INPUT FOR THIS TASK: Begin

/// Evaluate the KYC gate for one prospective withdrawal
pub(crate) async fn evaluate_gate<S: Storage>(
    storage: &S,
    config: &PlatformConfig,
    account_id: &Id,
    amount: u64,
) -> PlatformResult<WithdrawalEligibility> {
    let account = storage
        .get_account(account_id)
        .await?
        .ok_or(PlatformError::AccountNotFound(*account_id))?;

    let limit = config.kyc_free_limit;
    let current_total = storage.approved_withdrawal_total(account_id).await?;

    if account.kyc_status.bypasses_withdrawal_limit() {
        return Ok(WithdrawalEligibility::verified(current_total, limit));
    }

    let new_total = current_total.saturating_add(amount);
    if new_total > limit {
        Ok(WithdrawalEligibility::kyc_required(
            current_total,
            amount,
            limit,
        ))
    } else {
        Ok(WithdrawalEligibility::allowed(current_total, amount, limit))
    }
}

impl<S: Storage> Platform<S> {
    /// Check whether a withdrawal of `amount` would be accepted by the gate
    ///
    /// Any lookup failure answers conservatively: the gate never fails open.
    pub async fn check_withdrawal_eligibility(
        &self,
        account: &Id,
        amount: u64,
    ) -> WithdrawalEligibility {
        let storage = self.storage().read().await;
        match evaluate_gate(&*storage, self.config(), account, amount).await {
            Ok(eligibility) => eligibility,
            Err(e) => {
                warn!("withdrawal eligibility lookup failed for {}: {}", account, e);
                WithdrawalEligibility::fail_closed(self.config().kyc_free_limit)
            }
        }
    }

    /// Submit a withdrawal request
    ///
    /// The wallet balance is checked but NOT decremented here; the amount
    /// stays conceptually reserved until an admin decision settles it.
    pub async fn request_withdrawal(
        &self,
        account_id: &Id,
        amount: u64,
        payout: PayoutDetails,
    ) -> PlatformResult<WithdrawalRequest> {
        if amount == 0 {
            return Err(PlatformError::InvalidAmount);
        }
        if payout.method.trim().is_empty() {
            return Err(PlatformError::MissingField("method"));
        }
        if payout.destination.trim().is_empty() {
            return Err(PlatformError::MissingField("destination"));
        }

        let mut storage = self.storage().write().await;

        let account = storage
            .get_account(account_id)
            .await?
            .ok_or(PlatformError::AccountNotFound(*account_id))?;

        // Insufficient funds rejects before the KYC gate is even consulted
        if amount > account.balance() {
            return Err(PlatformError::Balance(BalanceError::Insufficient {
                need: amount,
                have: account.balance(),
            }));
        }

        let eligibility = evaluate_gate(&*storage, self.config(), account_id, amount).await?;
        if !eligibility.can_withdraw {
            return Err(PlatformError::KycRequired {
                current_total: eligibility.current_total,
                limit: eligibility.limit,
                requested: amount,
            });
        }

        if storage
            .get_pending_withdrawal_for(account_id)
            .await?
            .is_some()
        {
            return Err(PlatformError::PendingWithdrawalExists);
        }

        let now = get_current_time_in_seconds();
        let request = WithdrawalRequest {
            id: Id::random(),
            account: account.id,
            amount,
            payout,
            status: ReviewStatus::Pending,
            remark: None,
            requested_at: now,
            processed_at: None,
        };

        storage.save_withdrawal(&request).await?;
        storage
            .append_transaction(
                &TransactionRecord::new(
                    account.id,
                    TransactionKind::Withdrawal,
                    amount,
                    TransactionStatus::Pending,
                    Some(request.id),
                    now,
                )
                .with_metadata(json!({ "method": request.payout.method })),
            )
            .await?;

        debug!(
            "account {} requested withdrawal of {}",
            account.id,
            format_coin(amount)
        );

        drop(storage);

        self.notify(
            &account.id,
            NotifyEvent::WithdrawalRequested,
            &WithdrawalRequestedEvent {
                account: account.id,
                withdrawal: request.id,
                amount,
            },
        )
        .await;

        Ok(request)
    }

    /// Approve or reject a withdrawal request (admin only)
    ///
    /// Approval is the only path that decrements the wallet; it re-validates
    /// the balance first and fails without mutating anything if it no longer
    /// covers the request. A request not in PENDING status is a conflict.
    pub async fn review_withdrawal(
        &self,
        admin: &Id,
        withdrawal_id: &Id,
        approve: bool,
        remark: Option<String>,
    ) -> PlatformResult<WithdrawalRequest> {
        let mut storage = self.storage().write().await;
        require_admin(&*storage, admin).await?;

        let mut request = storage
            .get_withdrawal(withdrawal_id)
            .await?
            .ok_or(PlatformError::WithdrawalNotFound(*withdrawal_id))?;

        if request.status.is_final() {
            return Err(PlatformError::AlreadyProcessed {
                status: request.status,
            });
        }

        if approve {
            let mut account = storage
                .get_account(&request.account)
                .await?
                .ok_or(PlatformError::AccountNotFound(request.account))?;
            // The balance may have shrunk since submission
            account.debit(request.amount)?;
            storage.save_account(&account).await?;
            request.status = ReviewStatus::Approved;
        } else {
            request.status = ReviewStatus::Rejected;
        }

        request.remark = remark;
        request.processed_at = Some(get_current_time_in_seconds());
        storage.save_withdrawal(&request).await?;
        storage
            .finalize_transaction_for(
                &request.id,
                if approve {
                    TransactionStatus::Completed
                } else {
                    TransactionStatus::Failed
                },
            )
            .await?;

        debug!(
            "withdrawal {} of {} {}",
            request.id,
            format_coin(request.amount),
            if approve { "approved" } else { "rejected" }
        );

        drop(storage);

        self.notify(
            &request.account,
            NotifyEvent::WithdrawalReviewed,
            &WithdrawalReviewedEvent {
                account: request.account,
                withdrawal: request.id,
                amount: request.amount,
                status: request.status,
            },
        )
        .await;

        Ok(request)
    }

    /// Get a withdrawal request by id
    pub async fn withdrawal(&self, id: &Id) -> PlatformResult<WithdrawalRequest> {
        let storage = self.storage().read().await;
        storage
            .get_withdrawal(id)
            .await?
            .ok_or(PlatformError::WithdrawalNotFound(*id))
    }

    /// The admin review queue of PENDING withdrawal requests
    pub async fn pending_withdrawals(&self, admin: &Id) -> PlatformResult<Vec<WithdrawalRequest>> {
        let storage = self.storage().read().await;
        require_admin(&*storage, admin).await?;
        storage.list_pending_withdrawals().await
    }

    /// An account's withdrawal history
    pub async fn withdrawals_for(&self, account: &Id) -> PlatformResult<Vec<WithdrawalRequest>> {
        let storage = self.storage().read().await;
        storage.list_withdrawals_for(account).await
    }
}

INPUT FOR THIS TASK: End

■ TASK PROMPT: An exact copy of every entry above is the expected answer.

■ TASK RESPONSE:
/// Evaluate the KYC gate for one prospective withdrawal
pub(crate) async fn evaluate_gate<S: Storage>(
    storage: &S,
    config: &PlatformConfig,
    account_id: &Id,
    amount: u64,
) -> PlatformResult<WithdrawalEligibility> {
    let account = storage
        .get_account(account_id)
        .await?
        .ok_or(PlatformError::AccountNotFound(*account_id))?;

    let limit = config.kyc_free_limit;
    let current_total = storage.approved_withdrawal_total(account_id).await?;

    if account.kyc_status.bypasses_withdrawal_limit() {
        return Ok(WithdrawalEligibility::verified(current_total, limit));
    }

    let new_total = current_total.saturating_add(amount);
    if new_total > limit {
        Ok(WithdrawalEligibility::kyc_required(
            current_total,
            amount,
            limit,
        ))
    } else {
        Ok(WithdrawalEligibility::allowed(current_total, amount, limit))
    }
}

impl<S: Storage> Platform<S> {
    /// Check whether a withdrawal of `amount` would be accepted by the gate
    ///
    /// Any lookup failure answers conservatively: the gate never fails open.
    pub async fn check_withdrawal_eligibility(
        &self,
        account: &Id,
        amount: u64,
    ) -> WithdrawalEligibility {
        let storage = self.storage().read().await;
        match evaluate_gate(&*storage, self.config(), account, amount).await {
            Ok(eligibility) => eligibility,
            Err(e) => {
                warn!("withdrawal eligibility lookup failed for {}: {}", account, e);
                WithdrawalEligibility::fail_closed(self.config().kyc_free_limit)
            }
        }
    }

    /// Submit a withdrawal request
    ///
    /// The wallet balance is checked but NOT decremented here; the amount
    /// stays conceptually reserved until an admin decision settles it.
    pub async fn request_withdrawal(
        &self,
        account_id: &Id,
        amount: u64,
        payout: PayoutDetails,
    ) -> PlatformResult<WithdrawalRequest> {
        if amount == 0 {
            return Err(PlatformError::InvalidAmount);
        }
        if payout.method.trim().is_empty() {
            return Err(PlatformError::MissingField("method"));
        }
        if payout.destination.trim().is_empty() {
            return Err(PlatformError::MissingField("destination"));
        }

        let mut storage = self.storage().write().await;

        let account = storage
            .get_account(account_id)
            .await?
            .ok_or(PlatformError::AccountNotFound(*account_id))?;

        // Insufficient funds rejects before the KYC gate is even consulted
        if amount > account.balance() {
            return Err(PlatformError::Balance(BalanceError::Insufficient {
                need: amount,
                have: account.balance(),
            }));
        }

        let eligibility = evaluate_gate(&*storage, self.config(), account_id, amount).await?;
        if !eligibility.can_withdraw {
            return Err(PlatformError::KycRequired {
                current_total: eligibility.current_total,
                limit: eligibility.limit,
                requested: amount,
            });
        }

        if storage
            .get_pending_withdrawal_for(account_id)
            .await?
            .is_some()
        {
            return Err(PlatformError::PendingWithdrawalExists);
        }

        let now = get_current_time_in_seconds();
        let request = WithdrawalRequest {
            id: Id::random(),
            account: account.id,
            amount,
            payout,
            status: ReviewStatus::Pending,
            remark: None,
            requested_at: now,
            processed_at: None,
        };

        storage.save_withdrawal(&request).await?;
        storage
            .append_transaction(
                &TransactionRecord::new(
                    account.id,
                    TransactionKind::Withdrawal,
                    amount,
                    TransactionStatus::Pending,
                    Some(request.id),
                    now,
                )
                .with_metadata(json!({ "method": request.payout.method })),
            )
            .await?;

        debug!(
            "account {} requested withdrawal of {}",
            account.id,
            format_coin(amount)
        );

        drop(storage);

        self.notify(
            &account.id,
            NotifyEvent::WithdrawalRequested,
            &WithdrawalRequestedEvent {
                account: account.id,
                withdrawal: request.id,
                amount,
            },
        )
        .await;

        Ok(request)
    }

    /// Approve or reject a withdrawal request (admin only)
    ///
    /// Approval is the only path that decrements the wallet; it re-validates
    /// the balance first and fails without mutating anything if it no longer
    /// covers the request. A request not in PENDING status is a conflict.
    pub async fn review_withdrawal(
        &self,
        admin: &Id,
        withdrawal_id: &Id,
        approve: bool,
        remark: Option<String>,
    ) -> PlatformResult<WithdrawalRequest> {
        let mut storage = self.storage().write().await;
        require_admin(&*storage, admin).await?;

        let mut request = storage
            .get_withdrawal(withdrawal_id)
            .await?
            .ok_or(PlatformError::WithdrawalNotFound(*withdrawal_id))?;

        if request.status.is_final() {
            return Err(PlatformError::AlreadyProcessed {
                status: request.status,
            });
        }

        if approve {
            let mut account = storage
                .get_account(&request.account)
                .await?
                .ok_or(PlatformError::AccountNotFound(request.account))?;
            // The balance may have shrunk since submission
            account.debit(request.amount)?;
            storage.save_account(&account).await?;
            request.status = ReviewStatus::Approved;
        } else {
            request.status = ReviewStatus::Rejected;
        }

        request.remark = remark;
        request.processed_at = Some(get_current_time_in_seconds());
        storage.save_withdrawal(&request).await?;
        storage
            .finalize_transaction_for(
                &request.id,
                if approve {
                    TransactionStatus::Completed
                } else {
                    TransactionStatus::Failed
                },
            )
            .await?;

        debug!(
            "withdrawal {} of {} {}",
            request.id,
            format_coin(request.amount),
            if approve { "approved" } else { "rejected" }
        );

        drop(storage);

        self.notify(
            &request.account,
            NotifyEvent::WithdrawalReviewed,
            &WithdrawalReviewedEvent {
                account: request.account,
                withdrawal: request.id,
                amount: request.amount,
                status: request.status,
            },
        )
        .await;

        Ok(request)
    }

    /// Get a withdrawal request by id
    pub async fn withdrawal(&self, id: &Id) -> PlatformResult<WithdrawalRequest> {
        let storage = self.storage().read().await;
        storage
            .get_withdrawal(id)
            .await?
            .ok_or(PlatformError::WithdrawalNotFound(*id))
    }

    /// The admin review queue of PENDING withdrawal requests
    pub async fn pending_withdrawals(&self, admin: &Id) -> PlatformResult<Vec<WithdrawalRequest>> {
        let storage = self.storage().read().await;
        require_admin(&*storage, admin).await?;
        storage.list_pending_withdrawals().await
    }

    /// An account's withdrawal history
    pub async fn withdrawals_for(&self, account: &Id) -> PlatformResult<Vec<WithdrawalRequest>> {
        let storage = self.storage().read().await;
        storage.list_withdrawals_for(account).await
    }
}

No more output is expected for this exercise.